**LISTED ENTRIES:**
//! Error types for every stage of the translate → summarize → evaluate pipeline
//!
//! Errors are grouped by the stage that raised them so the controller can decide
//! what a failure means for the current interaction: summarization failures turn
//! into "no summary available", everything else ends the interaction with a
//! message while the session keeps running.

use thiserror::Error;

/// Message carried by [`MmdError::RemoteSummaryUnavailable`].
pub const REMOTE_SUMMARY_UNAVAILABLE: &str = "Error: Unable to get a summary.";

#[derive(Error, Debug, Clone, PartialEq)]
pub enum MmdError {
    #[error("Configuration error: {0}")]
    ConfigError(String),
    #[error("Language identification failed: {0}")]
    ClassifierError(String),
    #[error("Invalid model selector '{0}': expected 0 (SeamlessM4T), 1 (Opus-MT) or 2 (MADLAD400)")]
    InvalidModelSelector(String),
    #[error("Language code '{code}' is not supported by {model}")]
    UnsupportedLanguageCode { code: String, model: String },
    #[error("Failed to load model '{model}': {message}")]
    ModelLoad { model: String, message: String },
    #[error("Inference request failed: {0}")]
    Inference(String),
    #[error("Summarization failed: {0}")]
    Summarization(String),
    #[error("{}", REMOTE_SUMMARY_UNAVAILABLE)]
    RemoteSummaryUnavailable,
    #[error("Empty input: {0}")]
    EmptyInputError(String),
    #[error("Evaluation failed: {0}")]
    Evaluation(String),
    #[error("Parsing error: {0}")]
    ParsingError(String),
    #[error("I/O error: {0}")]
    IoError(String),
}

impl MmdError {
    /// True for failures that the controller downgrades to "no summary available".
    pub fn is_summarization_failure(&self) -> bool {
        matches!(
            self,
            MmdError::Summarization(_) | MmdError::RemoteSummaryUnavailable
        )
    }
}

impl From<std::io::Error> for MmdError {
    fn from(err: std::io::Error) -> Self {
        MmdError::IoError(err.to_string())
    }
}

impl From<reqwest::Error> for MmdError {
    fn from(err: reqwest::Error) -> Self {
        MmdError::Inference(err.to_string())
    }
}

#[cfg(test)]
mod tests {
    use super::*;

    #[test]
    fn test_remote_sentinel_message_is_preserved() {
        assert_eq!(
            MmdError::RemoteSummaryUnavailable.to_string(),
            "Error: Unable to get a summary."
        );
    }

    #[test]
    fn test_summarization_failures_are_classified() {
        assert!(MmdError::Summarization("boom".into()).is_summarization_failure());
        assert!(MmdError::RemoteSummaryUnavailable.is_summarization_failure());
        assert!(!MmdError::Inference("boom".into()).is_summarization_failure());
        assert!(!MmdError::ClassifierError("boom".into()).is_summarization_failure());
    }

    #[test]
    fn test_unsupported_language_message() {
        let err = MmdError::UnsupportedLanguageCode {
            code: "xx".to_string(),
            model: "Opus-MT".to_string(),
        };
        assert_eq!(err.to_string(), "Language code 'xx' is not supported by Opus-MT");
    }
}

--

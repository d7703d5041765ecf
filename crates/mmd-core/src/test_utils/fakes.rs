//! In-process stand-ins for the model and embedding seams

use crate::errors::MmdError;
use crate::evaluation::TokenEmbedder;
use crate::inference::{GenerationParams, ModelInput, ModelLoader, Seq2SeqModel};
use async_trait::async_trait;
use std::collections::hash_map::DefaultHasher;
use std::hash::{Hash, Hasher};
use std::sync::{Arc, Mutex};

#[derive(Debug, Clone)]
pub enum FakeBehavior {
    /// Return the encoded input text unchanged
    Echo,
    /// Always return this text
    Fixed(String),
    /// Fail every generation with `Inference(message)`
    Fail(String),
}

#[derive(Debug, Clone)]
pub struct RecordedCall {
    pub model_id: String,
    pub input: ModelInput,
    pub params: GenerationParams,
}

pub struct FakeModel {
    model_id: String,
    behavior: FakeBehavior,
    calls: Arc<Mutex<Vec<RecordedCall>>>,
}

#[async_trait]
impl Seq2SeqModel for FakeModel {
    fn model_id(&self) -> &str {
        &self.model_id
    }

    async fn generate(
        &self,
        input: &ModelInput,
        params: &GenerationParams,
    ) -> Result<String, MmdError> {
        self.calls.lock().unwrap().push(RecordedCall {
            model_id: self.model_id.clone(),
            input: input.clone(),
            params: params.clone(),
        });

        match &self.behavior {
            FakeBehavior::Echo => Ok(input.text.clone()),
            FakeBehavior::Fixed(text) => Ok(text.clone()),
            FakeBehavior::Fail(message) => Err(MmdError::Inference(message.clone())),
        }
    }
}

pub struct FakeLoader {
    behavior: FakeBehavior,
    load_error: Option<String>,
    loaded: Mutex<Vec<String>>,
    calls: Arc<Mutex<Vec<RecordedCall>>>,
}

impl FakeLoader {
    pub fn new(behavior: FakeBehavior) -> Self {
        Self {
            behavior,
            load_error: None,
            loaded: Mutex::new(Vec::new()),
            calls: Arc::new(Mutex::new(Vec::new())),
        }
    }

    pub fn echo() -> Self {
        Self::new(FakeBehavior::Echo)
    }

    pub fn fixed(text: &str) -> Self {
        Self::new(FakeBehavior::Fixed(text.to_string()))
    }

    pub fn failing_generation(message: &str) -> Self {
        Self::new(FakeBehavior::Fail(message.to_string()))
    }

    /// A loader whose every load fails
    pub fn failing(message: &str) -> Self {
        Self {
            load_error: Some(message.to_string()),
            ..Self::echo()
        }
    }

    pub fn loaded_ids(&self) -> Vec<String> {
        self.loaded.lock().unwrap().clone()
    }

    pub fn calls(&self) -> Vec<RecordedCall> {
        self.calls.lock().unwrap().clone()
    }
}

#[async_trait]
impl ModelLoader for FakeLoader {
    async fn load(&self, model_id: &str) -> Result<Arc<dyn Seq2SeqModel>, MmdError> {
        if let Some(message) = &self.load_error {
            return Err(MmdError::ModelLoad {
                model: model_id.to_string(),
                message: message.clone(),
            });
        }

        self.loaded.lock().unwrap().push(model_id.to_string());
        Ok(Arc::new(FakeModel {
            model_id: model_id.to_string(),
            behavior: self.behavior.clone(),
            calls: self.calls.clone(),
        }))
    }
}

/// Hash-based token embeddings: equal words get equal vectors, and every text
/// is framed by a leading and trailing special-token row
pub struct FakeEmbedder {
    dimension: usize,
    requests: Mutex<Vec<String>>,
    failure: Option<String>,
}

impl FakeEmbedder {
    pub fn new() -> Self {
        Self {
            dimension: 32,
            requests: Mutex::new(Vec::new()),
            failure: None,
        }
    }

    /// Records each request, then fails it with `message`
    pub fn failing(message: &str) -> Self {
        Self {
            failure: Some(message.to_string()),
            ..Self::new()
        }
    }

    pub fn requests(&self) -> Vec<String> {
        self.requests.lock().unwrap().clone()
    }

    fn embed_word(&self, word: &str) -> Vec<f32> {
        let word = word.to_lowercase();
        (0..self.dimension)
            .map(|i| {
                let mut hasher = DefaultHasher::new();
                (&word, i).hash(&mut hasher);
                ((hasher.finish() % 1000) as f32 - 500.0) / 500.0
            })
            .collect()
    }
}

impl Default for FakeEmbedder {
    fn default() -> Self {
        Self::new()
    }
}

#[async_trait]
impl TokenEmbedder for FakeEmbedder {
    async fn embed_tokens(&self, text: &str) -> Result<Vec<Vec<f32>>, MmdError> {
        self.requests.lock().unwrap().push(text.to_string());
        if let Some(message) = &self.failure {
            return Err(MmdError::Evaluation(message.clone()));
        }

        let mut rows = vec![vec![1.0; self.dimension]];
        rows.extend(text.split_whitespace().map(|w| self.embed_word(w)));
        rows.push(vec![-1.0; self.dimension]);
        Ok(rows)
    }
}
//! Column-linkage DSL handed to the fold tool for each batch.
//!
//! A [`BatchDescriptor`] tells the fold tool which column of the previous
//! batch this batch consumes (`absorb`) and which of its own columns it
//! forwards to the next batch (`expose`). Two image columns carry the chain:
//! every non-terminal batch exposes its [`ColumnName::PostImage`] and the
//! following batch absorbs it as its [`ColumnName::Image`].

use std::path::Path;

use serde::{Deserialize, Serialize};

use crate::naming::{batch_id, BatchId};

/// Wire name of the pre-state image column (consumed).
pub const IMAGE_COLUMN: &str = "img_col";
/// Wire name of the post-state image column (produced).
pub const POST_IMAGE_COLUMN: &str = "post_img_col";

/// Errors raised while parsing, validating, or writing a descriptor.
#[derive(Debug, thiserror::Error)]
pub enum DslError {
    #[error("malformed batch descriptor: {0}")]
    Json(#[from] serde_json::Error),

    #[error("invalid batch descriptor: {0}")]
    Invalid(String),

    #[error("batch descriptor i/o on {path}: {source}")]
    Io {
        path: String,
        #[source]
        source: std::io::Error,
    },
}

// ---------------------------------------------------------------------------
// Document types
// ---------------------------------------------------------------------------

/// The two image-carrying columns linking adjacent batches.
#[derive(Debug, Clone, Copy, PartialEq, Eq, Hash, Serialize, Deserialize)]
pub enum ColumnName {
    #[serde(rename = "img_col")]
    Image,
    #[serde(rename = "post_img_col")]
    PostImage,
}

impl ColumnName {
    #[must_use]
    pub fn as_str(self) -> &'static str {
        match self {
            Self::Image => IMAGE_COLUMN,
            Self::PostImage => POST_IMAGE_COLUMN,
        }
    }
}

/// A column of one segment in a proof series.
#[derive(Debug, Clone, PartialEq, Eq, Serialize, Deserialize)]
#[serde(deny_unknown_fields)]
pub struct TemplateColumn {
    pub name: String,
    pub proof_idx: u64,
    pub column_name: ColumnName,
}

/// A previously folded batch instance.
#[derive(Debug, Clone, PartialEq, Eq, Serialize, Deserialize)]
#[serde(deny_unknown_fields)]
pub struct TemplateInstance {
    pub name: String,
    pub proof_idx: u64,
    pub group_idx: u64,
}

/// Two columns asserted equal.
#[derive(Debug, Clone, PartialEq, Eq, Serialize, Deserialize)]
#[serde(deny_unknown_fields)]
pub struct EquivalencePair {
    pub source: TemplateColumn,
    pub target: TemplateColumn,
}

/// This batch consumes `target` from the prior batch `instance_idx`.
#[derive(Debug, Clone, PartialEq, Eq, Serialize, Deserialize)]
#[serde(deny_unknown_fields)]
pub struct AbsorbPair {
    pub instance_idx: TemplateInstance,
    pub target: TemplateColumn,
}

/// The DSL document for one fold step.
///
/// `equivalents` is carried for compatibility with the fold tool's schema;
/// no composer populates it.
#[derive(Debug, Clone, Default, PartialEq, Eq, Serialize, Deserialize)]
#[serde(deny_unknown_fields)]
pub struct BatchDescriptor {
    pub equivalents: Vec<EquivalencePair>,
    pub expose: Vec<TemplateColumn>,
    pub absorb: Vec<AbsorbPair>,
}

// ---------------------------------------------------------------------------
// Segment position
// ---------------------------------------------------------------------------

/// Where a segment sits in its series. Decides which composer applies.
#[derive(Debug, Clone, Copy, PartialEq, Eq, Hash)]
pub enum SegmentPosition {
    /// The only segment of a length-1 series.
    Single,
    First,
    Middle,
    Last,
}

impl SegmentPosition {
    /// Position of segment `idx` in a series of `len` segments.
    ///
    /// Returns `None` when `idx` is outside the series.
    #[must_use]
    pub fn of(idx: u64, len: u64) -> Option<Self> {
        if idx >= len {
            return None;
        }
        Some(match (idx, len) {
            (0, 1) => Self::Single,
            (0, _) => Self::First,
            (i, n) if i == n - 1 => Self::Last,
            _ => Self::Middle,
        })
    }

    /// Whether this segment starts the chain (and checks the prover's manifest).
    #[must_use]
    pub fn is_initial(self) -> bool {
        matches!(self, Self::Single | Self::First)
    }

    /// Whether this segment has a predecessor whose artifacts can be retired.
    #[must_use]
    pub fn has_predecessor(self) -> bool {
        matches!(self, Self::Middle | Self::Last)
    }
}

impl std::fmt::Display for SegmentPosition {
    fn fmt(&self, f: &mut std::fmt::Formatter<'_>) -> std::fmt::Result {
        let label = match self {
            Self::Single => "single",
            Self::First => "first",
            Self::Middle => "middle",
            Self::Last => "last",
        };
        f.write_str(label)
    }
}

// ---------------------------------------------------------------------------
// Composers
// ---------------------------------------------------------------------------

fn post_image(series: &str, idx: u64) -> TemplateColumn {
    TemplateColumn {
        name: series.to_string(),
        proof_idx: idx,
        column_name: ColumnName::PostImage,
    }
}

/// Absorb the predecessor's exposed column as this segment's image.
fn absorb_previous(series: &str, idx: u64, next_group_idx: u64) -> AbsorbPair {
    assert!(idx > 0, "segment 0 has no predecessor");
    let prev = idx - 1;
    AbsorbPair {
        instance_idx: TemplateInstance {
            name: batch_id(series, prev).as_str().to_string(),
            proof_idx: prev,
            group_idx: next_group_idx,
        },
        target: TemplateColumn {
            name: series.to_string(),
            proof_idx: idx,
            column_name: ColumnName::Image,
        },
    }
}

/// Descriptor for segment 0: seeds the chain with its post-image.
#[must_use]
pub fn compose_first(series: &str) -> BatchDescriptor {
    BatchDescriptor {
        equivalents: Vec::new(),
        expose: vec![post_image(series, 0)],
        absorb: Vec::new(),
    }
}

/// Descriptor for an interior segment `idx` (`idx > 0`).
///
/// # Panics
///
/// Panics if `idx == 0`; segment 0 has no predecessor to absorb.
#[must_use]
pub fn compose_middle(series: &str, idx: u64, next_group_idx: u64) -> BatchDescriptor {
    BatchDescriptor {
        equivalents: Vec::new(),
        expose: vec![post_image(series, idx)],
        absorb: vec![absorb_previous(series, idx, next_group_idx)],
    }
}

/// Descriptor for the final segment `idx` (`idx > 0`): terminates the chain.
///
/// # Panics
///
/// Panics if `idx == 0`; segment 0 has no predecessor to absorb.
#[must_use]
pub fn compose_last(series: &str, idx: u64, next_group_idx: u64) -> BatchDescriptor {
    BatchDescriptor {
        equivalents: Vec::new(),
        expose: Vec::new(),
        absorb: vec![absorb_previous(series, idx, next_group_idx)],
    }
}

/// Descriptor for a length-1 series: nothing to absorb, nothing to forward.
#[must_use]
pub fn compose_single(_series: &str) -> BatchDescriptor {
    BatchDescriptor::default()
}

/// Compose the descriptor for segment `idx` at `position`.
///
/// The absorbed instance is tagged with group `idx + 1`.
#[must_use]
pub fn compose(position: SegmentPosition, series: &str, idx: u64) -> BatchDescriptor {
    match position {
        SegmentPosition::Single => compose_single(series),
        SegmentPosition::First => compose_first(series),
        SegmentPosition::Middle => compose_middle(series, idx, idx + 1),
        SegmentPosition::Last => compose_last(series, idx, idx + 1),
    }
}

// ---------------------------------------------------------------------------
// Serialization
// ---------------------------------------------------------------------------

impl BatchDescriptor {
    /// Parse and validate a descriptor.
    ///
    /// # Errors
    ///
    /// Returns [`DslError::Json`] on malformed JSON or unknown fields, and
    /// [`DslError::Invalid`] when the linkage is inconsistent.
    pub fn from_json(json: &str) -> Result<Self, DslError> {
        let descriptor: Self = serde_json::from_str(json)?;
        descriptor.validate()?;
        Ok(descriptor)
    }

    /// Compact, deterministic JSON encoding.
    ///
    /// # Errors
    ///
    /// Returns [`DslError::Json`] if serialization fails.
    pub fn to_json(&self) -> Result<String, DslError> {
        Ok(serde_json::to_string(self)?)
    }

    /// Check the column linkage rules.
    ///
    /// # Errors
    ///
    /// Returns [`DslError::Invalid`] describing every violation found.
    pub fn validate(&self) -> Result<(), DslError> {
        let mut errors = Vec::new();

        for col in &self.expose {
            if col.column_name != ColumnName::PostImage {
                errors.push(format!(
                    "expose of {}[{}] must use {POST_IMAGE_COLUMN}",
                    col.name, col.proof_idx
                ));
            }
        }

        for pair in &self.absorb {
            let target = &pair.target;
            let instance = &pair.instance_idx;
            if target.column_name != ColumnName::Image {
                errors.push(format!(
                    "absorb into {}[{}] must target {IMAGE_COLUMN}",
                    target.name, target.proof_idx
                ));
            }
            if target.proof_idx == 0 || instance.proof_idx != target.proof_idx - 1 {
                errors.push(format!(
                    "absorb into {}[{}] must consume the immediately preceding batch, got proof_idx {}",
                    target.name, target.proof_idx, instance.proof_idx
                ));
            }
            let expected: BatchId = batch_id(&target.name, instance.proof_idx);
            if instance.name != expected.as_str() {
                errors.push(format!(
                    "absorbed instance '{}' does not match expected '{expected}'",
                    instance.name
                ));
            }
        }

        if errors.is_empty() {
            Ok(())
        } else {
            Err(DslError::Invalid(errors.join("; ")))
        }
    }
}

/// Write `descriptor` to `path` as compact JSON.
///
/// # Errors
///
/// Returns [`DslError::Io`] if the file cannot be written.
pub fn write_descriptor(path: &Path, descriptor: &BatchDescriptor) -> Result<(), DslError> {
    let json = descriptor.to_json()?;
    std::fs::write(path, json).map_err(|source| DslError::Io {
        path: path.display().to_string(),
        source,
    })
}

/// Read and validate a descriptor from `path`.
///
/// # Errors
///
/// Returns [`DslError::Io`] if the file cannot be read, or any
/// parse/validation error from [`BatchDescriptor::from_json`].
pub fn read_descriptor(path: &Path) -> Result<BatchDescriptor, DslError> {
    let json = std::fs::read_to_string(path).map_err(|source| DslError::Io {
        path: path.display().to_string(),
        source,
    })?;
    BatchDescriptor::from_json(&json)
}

**TASK INSTRUCTIONS:**
Copy out each line of the records above that includes "FakeModel".

**TASK OUTPUT:**
pub struct FakeModel {
impl Seq2SeqModel for FakeModel {
        Ok(Arc::new(FakeModel {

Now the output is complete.